The event, set to be held at the Gold Coast’s Royal Pines Resort has previously been held every four years at either St Andrews in Scotland or Scottsdale, Arizona.

Expected to attract hundreds of delegates from around the world, Griffith’s Head of Physiotherapy and Exercise Science Professor Peter Milburn said the event, which was also secured by Gold Coast Tourism, will be a boost for the golf market and local sports science.

“While the immediate financial return may not be massive, having the most important people in golf, playing our courses and sharing ideas in a highly technical forum is an amazing coup for the Gold Coast,” he said.

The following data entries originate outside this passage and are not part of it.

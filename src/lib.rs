//! Deckhand - provision secrets and launch a self-hosted AI stack.
//!
//! # Architecture
//!
//! ```text
//! src/
//! ├── cli/              # Command-line interface
//! │   ├── up            # Full bootstrap: provision + launch
//! │   ├── provision     # File-level provisioning only
//! │   ├── down          # Tear down project containers
//! │   └── completions   # Shell completions
//! ├── core/             # Provisioning components
//! │   ├── env           # .env file parsing and persistence
//! │   ├── secrets       # Random tokens and HS256 key issuance
//! │   ├── harden        # Template/override merge and hardening
//! │   ├── compose       # SearXNG cap_drop toggle in docker-compose.yml
//! │   ├── launch        # docker compose invocation sequence
//! │   ├── repo          # Supabase sparse checkout bootstrap
//! │   └── exec          # Child process runner
//! └── relay/            # n8n webhook relay adapter (library-only)
//!     ├── client        # Request forwarding and reply extraction
//!     └── status        # Rate-limited status event emission
//! ```
//!
//! The `cli` and `core` modules make up the environment provisioner binary.
//! The `relay` module is an independent library unit embedded by a chat
//! host; the two units share nothing but the error type.

pub mod cli;
pub mod core;
pub mod error;
pub mod relay;
//! Down command.

use crate::cli::output;
use crate::core::launch::{self, Profile};
use crate::error::Result;

/// Stop and remove the project containers.
pub fn execute(profile: Profile) -> Result<()> {
    launch::stop_project(profile)?;
    output::success("project containers stopped");
    Ok(())
}
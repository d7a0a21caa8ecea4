//! JSON-Schema display rendering.
//!
//! Tool input contracts arrive as JSON-Schema-shaped values; listings show
//! them as TypeScript-style type expressions, which read far better than raw
//! schema JSON. Rendering is display-only; nothing here validates payloads.

use serde_json::Value;
use std::collections::HashSet;

/// Render a schema as a multi-line TypeScript-style type, two spaces of
/// indentation per level, `// description` suffixes on object properties.
pub fn to_ts_style(schema: &Value, indent: usize) -> String {
    render(schema, indent, true)
}

/// One-line variant for listings: same shape, descriptions omitted.
pub fn to_ts_style_one_line(schema: &Value) -> String {
    let rendered = render(schema, 0, false);
    rendered
        .lines()
        .map(str::trim)
        .filter(|line| !line.is_empty())
        .collect::<Vec<_>>()
        .join(" ")
}

fn render(schema: &Value, indent: usize, with_descriptions: bool) -> String {
    let Some(schema) = schema.as_object() else {
        return "unknown".to_string();
    };

    if let Some(variants) = schema.get("enum").and_then(Value::as_array) {
        return variants
            .iter()
            .map(Value::to_string)
            .collect::<Vec<_>>()
            .join(" | ");
    }

    if let Some(parts) = schema.get("anyOf").and_then(Value::as_array) {
        return join_variants(parts, indent, with_descriptions, " | ");
    }
    if let Some(parts) = schema.get("oneOf").and_then(Value::as_array) {
        return join_variants(parts, indent, with_descriptions, " | ");
    }
    if let Some(parts) = schema.get("allOf").and_then(Value::as_array) {
        return join_variants(parts, indent, with_descriptions, " & ");
    }

    let types: Vec<&str> = match schema.get("type") {
        Some(Value::String(s)) => vec![s.as_str()],
        Some(Value::Array(list)) => list.iter().filter_map(Value::as_str).collect(),
        _ => Vec::new(),
    };

    if types.contains(&"array")
        && let Some(items) = schema.get("items")
    {
        return format!("{}[]", render(items, indent, with_descriptions));
    }

    if types.contains(&"object")
        && let Some(props) = schema.get("properties").and_then(Value::as_object)
    {
        let required: HashSet<&str> = schema
            .get("required")
            .and_then(Value::as_array)
            .map(|list| list.iter().filter_map(Value::as_str).collect())
            .unwrap_or_default();
        let ind = "  ".repeat(indent);
        let inner_ind = "  ".repeat(indent + 1);
        let mut lines = vec!["{".to_string()];
        for (key, prop) in props {
            let optional = if required.contains(key.as_str()) { "" } else { "?" };
            let prop_type = render(prop, indent + 1, with_descriptions);
            let desc = if with_descriptions {
                prop.get("description")
                    .and_then(Value::as_str)
                    .map(|d| format!(" // {d}"))
                    .unwrap_or_default()
            } else {
                String::new()
            };
            lines.push(format!("{inner_ind}{key}{optional}: {prop_type};{desc}"));
        }
        lines.push(format!("{ind}}}"));
        return lines.join("\n");
    }

    for (name, ts) in [
        ("string", "string"),
        ("number", "number"),
        ("integer", "number"),
        ("boolean", "boolean"),
        ("null", "null"),
    ] {
        if types.contains(&name) {
            return ts.to_string();
        }
    }

    "unknown".to_string()
}

fn join_variants(parts: &[Value], indent: usize, with_descriptions: bool, sep: &str) -> String {
    parts
        .iter()
        .map(|part| render(part, indent, with_descriptions))
        .collect::<Vec<_>>()
        .join(sep)
}

#[cfg(test)]
mod tests {
    use super::*;
    use serde_json::json;

    #[test]
    fn simple_string_property() {
        let schema = json!({
            "type": "object",
            "properties": { "text": { "type": "string" } },
            "required": ["text"]
        });
        assert_eq!(to_ts_style(&schema, 0), "{\n  text: string;\n}");
    }

    #[test]
    fn optional_property() {
        let schema = json!({
            "type": "object",
            "properties": {
                "count": { "type": "number" },
                "text": { "type": "string" }
            },
            "required": ["text"]
        });
        assert_eq!(to_ts_style(&schema, 0), "{\n  count?: number;\n  text: string;\n}");
    }

    #[test]
    fn property_with_description() {
        let schema = json!({
            "type": "object",
            "properties": {
                "path": { "type": "string", "description": "The file path" }
            },
            "required": ["path"]
        });
        assert_eq!(
            to_ts_style(&schema, 0),
            "{\n  path: string; // The file path\n}"
        );
    }

    #[test]
    fn nested_object() {
        let schema = json!({
            "type": "object",
            "properties": {
                "config": {
                    "type": "object",
                    "properties": { "enabled": { "type": "boolean" } },
                    "required": ["enabled"]
                }
            },
            "required": ["config"]
        });
        assert_eq!(
            to_ts_style(&schema, 0),
            "{\n  config: {\n    enabled: boolean;\n  };\n}"
        );
    }

    #[test]
    fn array_type() {
        let schema = json!({
            "type": "object",
            "properties": {
                "items": { "type": "array", "items": { "type": "string" } }
            },
            "required": ["items"]
        });
        assert_eq!(to_ts_style(&schema, 0), "{\n  items: string[];\n}");
    }

    #[test]
    fn enum_type() {
        let schema = json!({ "enum": ["active", "inactive", "pending"] });
        assert_eq!(
            to_ts_style(&schema, 0),
            "\"active\" | \"inactive\" | \"pending\""
        );
    }

    #[test]
    fn union_with_any_of() {
        let schema = json!({ "anyOf": [{ "type": "string" }, { "type": "number" }] });
        assert_eq!(to_ts_style(&schema, 0), "string | number");
    }

    #[test]
    fn intersection_with_all_of() {
        let schema = json!({ "allOf": [{ "type": "string" }, { "type": "null" }] });
        assert_eq!(to_ts_style(&schema, 0), "string & null");
    }

    #[test]
    fn mixed_primitives() {
        let schema = json!({
            "type": "object",
            "properties": {
                "active": { "type": "boolean" },
                "age": { "type": "integer" },
                "data": { "type": "null" },
                "name": { "type": "string" }
            },
            "required": ["name", "age"]
        });
        assert_eq!(
            to_ts_style(&schema, 0),
            "{\n  active?: boolean;\n  age: number;\n  data?: null;\n  name: string;\n}"
        );
    }

    #[test]
    fn unknown_fallbacks() {
        assert_eq!(to_ts_style(&json!({}), 0), "unknown");
        assert_eq!(to_ts_style(&json!("not a schema"), 0), "unknown");
    }

    #[test]
    fn one_line_collapses_and_drops_descriptions() {
        let schema = json!({
            "type": "object",
            "properties": {
                "path": { "type": "string", "description": "The file path" },
                "recursive": { "type": "boolean" }
            },
            "required": ["path"]
        });
        assert_eq!(
            to_ts_style_one_line(&schema),
            "{ path: string; recursive?: boolean; }"
        );
    }
}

“The word of mouth effect for our tourism and research industries will be very important.

“Few sports rely so heavily on such a variety of sciences as golf. From the technical design and manufacturing of equipment, to the physical perfection of swings and techniques, hydrology, soil enrichment, engineering, construction or environmental science, all before psychology and course management is even touched on.

“One of the big changes is the massive rise in popularity and professionalism of women’s golf, so there is a developing area of research around the different biomechanics of the genders and what they can learn from each other,” he said.

Griffith already runs a golf science centre as part of its Exercise Science program and Professor Milburn believes the university will benefit from presenting the best technical, psychological, coaching and management ideas to the leaders of the world’s biggest sports industry.

One feature of Griffith’s bid was its focus on Asian delegates and institutions which could help the conference further expand in the future.

“We had a look at the conference’s usual delegates and noticed there was not much of an Asian presence. As Aussies, we felt we were much more connected to that area of the world, culturally and physically.

“South Korea is very important to SE Queensland, Japan is fanatical about golf, golf in China is developing rapidly and then you have Taiwan, Thailand, Malaysia, Hong Kong and Singapore,” he said.

“Industry events such as the 2014 World Scientific Conference on Golf are an important part of the Gold Coast tourism industry, as they attract influential and high yield visitors to the city,” said Gold Coast Tourism CEO Martin Winter.

“There will be genuine opportunities for local industry to participate with world leaders in sports science and real potential for future engagement and investment in the city.”